Vitorioso e alimentado, me dirigi até o lugar onde Clara estava me esperando. Sorri ao me aproximar e só então percebi que tinha “cutucado a onça com a vara bem curta”
            - Precisava ter demorado tanto? Pelo visto aprendeu bem depressa não é? - Clara estava mordida e isso me alegrou.
            - Calma, se tive tanto sucesso é porque você é uma excelente professora – não podia perder a oportunidade de cutuca-la. É impressão minha ou você está com ciumes?

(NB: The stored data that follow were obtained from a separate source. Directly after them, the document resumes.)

impl<'a> EvalContext<'a> {
    fn new(operator: &'a str, inputs: BTreeMap<i32, EngineValue>, config: Vec<ConfigOption>) -> Self {
        Self {
            operator,
            inputs,
            config,
            outputs: BTreeMap::new(),
        }
    }

    pub fn operator(&self) -> &str {
        self.operator
    }

    pub fn inputs(&self) -> impl Iterator<Item = (i32, &EngineValue)> {
        self.inputs.iter().map(|(&p, v)| (p, v))
    }

    pub fn input(&self, pin: i32) -> Option<&EngineValue> {
        self.inputs.get(&pin)
    }

    /// # Errors
    /// `InvalidArgument` when nothing is connected to `pin`.
    pub fn require(&self, pin: i32) -> EngineResult<&EngineValue> {
        self.input(pin)
            .ok_or_else(|| EngineFailure::invalid(format!("input pin {pin} is not connected")))
    }

    pub fn primitive(&self, pin: i32) -> EngineResult<&Primitive> {
        self.require(pin)?
            .primitive()
            .ok_or_else(|| EngineFailure::type_mismatch(format!("pin {pin} holds an object")))
    }

    pub fn double(&self, pin: i32) -> EngineResult<f64> {
        match self.primitive(pin)? {
            Primitive::Double(v) => Ok(*v),
            Primitive::Int(v) => Ok(f64::from(*v)),
            other => Err(EngineFailure::type_mismatch(format!("pin {pin} holds {:?}", other.value_kind()))),
        }
    }

    pub fn object(&self, pin: i32) -> EngineResult<Shared> {
        self.require(pin)?
            .object()
            .cloned()
            .ok_or_else(|| EngineFailure::type_mismatch(format!("pin {pin} holds a primitive")))
    }

    /// Copy of the field connected to `pin`.
    pub fn field(&self, pin: i32) -> EngineResult<FieldData> {
        let obj = self.object(pin)?;
        let guard = obj.lock();
        match &*guard {
            EngineObject::Field(f) => Ok(f.clone()),
            other => Err(wrong_kind("a field", other.kind())),
        }
    }

    pub fn config(&self, name: &str) -> Option<&Primitive> {
        self.config.iter().find(|o| o.name == name).map(|o| &o.value)
    }

    pub fn config_bool(&self, name: &str) -> bool {
        matches!(self.config(name), Some(Primitive::Bool(true)))
    }

    pub fn set_output(&mut self, pin: i32, value: impl Into<EngineValue>) {
        self.outputs.insert(pin, value.into());
    }
}

fn operator_key(op: &Shared) -> usize {
    Arc::as_ptr(op) as usize
}

/// One evaluation pass.
#[derive(Default)]
pub struct Evaluator {
    memo: HashMap<usize, BTreeMap<i32, EngineValue>>,
    visiting: HashSet<usize>,
}

impl Evaluator {
    pub fn new() -> Self {
        Self::default()
    }

    /// Outputs of `op`, evaluating its upstream graph first.
    pub fn outputs(&mut self, op: &Shared) -> EngineResult<BTreeMap<i32, EngineValue>> {
        let key = operator_key(op);
        if let Some(out) = self.memo.get(&key) {
            return Ok(out.clone());
        }
        if !self.visiting.insert(key) {
            return Err(EngineFailure::generic("operator graph contains a cycle"));
        }
        let snapshot = {
            let mut guard = op.lock();
            match &mut *guard {
                EngineObject::Operator(o) => {
                    o.status = OperatorStatus::Running;
                    Ok((o.name.clone(), o.def.clone(), o.inputs.clone(), o.config.clone()))
                }
                other => Err(wrong_kind("an operator", other.kind())),
            }
        };
        let result = snapshot.and_then(|(name, def, inputs, config)| {
            trace!("evaluate `{name}`");
            self.run(&name, &def.eval, inputs, &config).map_err(|mut e| {
                if e.template.is_none() {
                    e.template = Some(name.clone());
                }
                e
            })
        });
        self.visiting.remove(&key);
        if let EngineObject::Operator(o) = &mut *op.lock() {
            match &result {
                Ok(out) => {
                    o.status = OperatorStatus::Succeeded;
                    o.outputs = out.clone();
                }
                Err(_) => o.status = OperatorStatus::Failed,
            }
        }
        let out = result?;
        self.memo.insert(key, out.clone());
        Ok(out)
    }

    fn run(
        &mut self,
        name: &str,
        eval: &Arc<EvalFn>,
        bindings: BTreeMap<i32, Binding>,
        config: &Shared,
    ) -> EngineResult<BTreeMap<i32, EngineValue>> {
        let mut inputs = BTreeMap::new();
        for (pin, binding) in bindings {
            let value = match binding {
                Binding::Value(v) => v,
                Binding::Output { op, pin: source } => {
                    let mut upstream = self.outputs(&op)?;
                    upstream.remove(&source).ok_or_else(|| {
                        EngineFailure::generic(format!("upstream output pin {source} feeding pin {pin} is empty"))
                    })?
                }
            };
            inputs.insert(pin, value);
        }
        let options = match &*config.lock() {
            EngineObject::OperatorConfig(c) => c.options.clone(),
            _ => Vec::new(),
        };
        let mut ctx = EvalContext::new(name, inputs, options);
        eval(&mut ctx)?;
        Ok(ctx.outputs)
    }
}

// --- workflow text ---

#[derive(Debug, Serialize, Deserialize)]
enum InputText {
    Primitive(Primitive),
    Output { op: usize, pin: i32 },
}

#[derive(Debug, Serialize, Deserialize)]
struct OperatorText {
    name: String,
    config: Vec<ConfigOption>,
    inputs: Vec<(i32, InputText)>,
}

#[derive(Debug, Serialize, Deserialize)]
struct PinText {
    name: String,
    op: usize,
    pin: i32,
}

#[derive(Debug, Serialize, Deserialize)]
struct WorkflowText {
    format: u32,
    operators: Vec<OperatorText>,
    inputs: Vec<PinText>,
    outputs: Vec<PinText>,
}

const WORKFLOW_TEXT_FORMAT: u32 = 1;

fn position(ops: &[Shared], op: &Shared) -> Option<usize> {
    ops.iter().position(|o| Arc::ptr_eq(o, op))
}

fn pins_text(ops: &[Shared], pins: &[ExposedPin]) -> Vec<PinText> {
    pins.iter()
        .filter_map(|p| {
            position(ops, &p.op).map(|op| PinText {
                name: p.name.clone(),
                op,
                pin: p.pin,
            })
        })
        .collect()
}

/// JSON text of `wf`. Object-valued inputs are not carried.
pub fn workflow_to_text(wf: &WorkflowData) -> EngineResult<String> {
    let mut operators = Vec::with_capacity(wf.operators.len());
    for op in &wf.operators {
        let (name, bindings, config) = match &*op.lock() {
            EngineObject::Operator(o) => (o.name.clone(), o.inputs.clone(), o.config.clone()),
            other => return Err(wrong_kind("an operator", other.kind())),
        };
        let config = match &*config.lock() {
            EngineObject::OperatorConfig(c) => c.options.clone(),
            _ => Vec::new(),
        };
        let inputs = bindings
            .into_iter()
            .filter_map(|(pin, b)| match b {
                Binding::Value(EngineValue::Primitive(p)) => Some((pin, InputText::Primitive(p))),
                Binding::Value(EngineValue::Object(_)) => None,
                Binding::Output { op, pin: source } => {
                    position(&wf.operators, &op).map(|i| (pin, InputText::Output { op: i, pin: source }))
                }
            })
            .collect();
        operators.push(OperatorText { name, config, inputs });
    }
    let text = WorkflowText {
        format: WORKFLOW_TEXT_FORMAT,
        operators,
        inputs: pins_text(&wf.operators, &wf.inputs),
        outputs: pins_text(&wf.operators, &wf.outputs),
    };
    serde_json::to_string_pretty(&text).map_err(|e| EngineFailure::generic(format!("workflow text: {e}")))
}

/// Rebuild a workflow from [`workflow_to_text`] output.
///
/// # Errors
/// `InvalidArgument` for malformed text, `NotFound` for an operator this
/// catalog does not know.
pub fn workflow_from_text(text: &str, catalog: &Catalog) -> EngineResult<WorkflowData> {
    let parsed: WorkflowText =
        serde_json::from_str(text).map_err(|e| EngineFailure::invalid(format!("malformed workflow text: {e}")))?;
    if parsed.format != WORKFLOW_TEXT_FORMAT {
        return Err(EngineFailure::invalid(format!("unsupported workflow text format {}", parsed.format)));
    }
    let mut ops = Vec::with_capacity(parsed.operators.len());
    for op in &parsed.operators {
        let def = catalog.get(&op.name)?;
        let config = shared(EngineObject::OperatorConfig(ConfigData {
            options: op.config.clone(),
        }));
        ops.push(shared(EngineObject::Operator(OperatorData::new(def, Some(config)))));
    }
    let lookup = |i: usize| {
        ops.get(i)
            .cloned()
            .ok_or_else(|| EngineFailure::invalid(format!("workflow text references operator {i}")))
    };
    for (op, text) in ops.iter().zip(parsed.operators) {
        let mut bindings = BTreeMap::new();
        for (pin, input) in text.inputs {
            let b = match input {
                InputText::Primitive(p) => Binding::Value(EngineValue::Primitive(p)),
                InputText::Output { op: i, pin: source } => Binding::Output {
                    op: lookup(i)?,
                    pin: source,
                },
            };
            bindings.insert(pin, b);
        }
        if let EngineObject::Operator(o) = &mut *op.lock() {
            o.inputs = bindings;
        }
    }
    let mut wf = WorkflowData::default();
    for p in parsed.inputs {
        wf.set_input(ExposedPin {
            name: p.name,
            op: lookup(p.op)?,
            pin: p.pin,
        });
    }
    for p in parsed.outputs {
        wf.set_output(ExposedPin {
            name: p.name,
            op: lookup(p.op)?,
            pin: p.pin,
        });
    }
    wf.operators = ops;
    Ok(wf)
}

#[cfg(test)]
mod tests {
    use super::*;
    use crate::dpf_error::ErrorCode;

    fn operator(catalog: &Catalog, name: &str) -> Shared {
        shared(EngineObject::Operator(OperatorData::new(catalog.get(name).unwrap(), None)))
    }

    fn bind(op: &Shared, pin: i32, b: Binding) {
        if let EngineObject::Operator(o) = &mut *op.lock() {
            o.inputs.insert(pin, b);
        }
    }

    #[test]
    fn chained_forwards_evaluate_lazily() {
        let catalog = Catalog::with_builtins();
        let a = operator(&catalog, "forward");
        let b = operator(&catalog, "forward");
        bind(&a, 0, Binding::Value(Primitive::Int(4).into()));
        bind(&b, 0, Binding::Output { op: a.clone(), pin: 0 });
        let out = Evaluator::new().outputs(&b).unwrap();
        assert_eq!(out[&0].primitive(), Some(&Primitive::Int(4)));
        match &*a.lock() {
            EngineObject::Operator(o) => assert_eq!(o.status, OperatorStatus::Succeeded),
            _ => unreachable!(),
        }
    }

    #[test]
    fn cycles_are_reported() {
        let catalog = Catalog::with_builtins();
        let a = operator(&catalog, "forward");
        let b = operator(&catalog, "forward");
        bind(&a, 0, Binding::Output { op: b.clone(), pin: 0 });
        bind(&b, 0, Binding::Output { op: a.clone(), pin: 0 });
        let err = Evaluator::new().outputs(&a).unwrap_err();
        assert!(err.message.contains("cycle"));
    }

    #[test]
    fn failures_name_the_operator() {
        let catalog = Catalog::with_builtins();
        catalog.register(OperatorDef::new("boom", SpecificationData::new("fails"), |_| {
            Err(EngineFailure::generic("exploded"))
        }));
        let a = operator(&catalog, "boom");
        let b = operator(&catalog, "forward");
        bind(&b, 0, Binding::Output { op: a, pin: 0 });
        let err = Evaluator::new().outputs(&b).unwrap_err();
        assert_eq!(err.template.as_deref(), Some("boom"));
        assert_eq!(catalog.get("nope").unwrap_err().code, ErrorCode::NotFound);
    }

    #[test]
    fn text_keeps_structure() {
        let catalog = Catalog::with_builtins();
        let a = operator(&catalog, "forward");
        let b = operator(&catalog, "forward");
        bind(&a, 1, Binding::Value(Primitive::Double(2.5).into()));
        bind(&b, 0, Binding::Output { op: a.clone(), pin: 1 });
        let mut wf = WorkflowData::default();
        wf.add_operator(a.clone());
        wf.add_operator(b.clone());
        wf.set_input(ExposedPin {
            name: "in".into(),
            op: a,
            pin: 1,
        });
        wf.set_output(ExposedPin {
            name: "out".into(),
            op: b,
            pin: 0,
        });
        let text = workflow_to_text(&wf).unwrap();
        let back = workflow_from_text(&text, &catalog).unwrap();
        assert_eq!(back.operators.len(), 2);
        let out = back.output("out").unwrap().op.clone();
        let values = Evaluator::new().outputs(&out).unwrap();
        assert_eq!(values[&0].primitive(), Some(&Primitive::Double(2.5)));
        assert!(workflow_from_text("{", &catalog).is_err());
    }
}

            - Ciúmes eu? - Ela se mostrou ofendida – Porque eu teria ciúmes de você? Eu apenas criei você e mais nada, você é livre para fazer o que bem entender e com quem quiser.
Começei a gargalhar...estava feliz, imensamente feliz, como nunca estive antes. Era um vampiro, era fabuloso e ela..a mulher que eu sempre quis estava ali, com ciúmes de mim.
Dei dois passos e a agarrei pela cintura, fazendo com que se voltasse e então a beijei. Naquele beijo estavam todas as promessas, todas as dúvidas, as incertezas, os “ontem” e os “amanhãs”.
             - Boba, você quis que eu me alimentasse e assim foi..nada mais do que isso, onde está sua segurança minha vampira? Não vê que sempre foi e sempre será você a mulher das minhas noites? Minha criadora, minha professora, sempre minha..minha Clara.
Ela então me abraçou e com a doçura de uma criança, pediu-me desculpas..para logo em seguida dar-me uma violenta mordida no ombro.
              - Nunca mais..está ouvindo nunca mais demonstre mais prazer com outra mulher do que comigo.
Clara era assim..doce, amarga, cítrica..uma eterna bomba-relógio, uma bomba que eu adorava ter ao lado.
Naquela noite dormimos abraçados...como se não fosse haver um outro amanhã.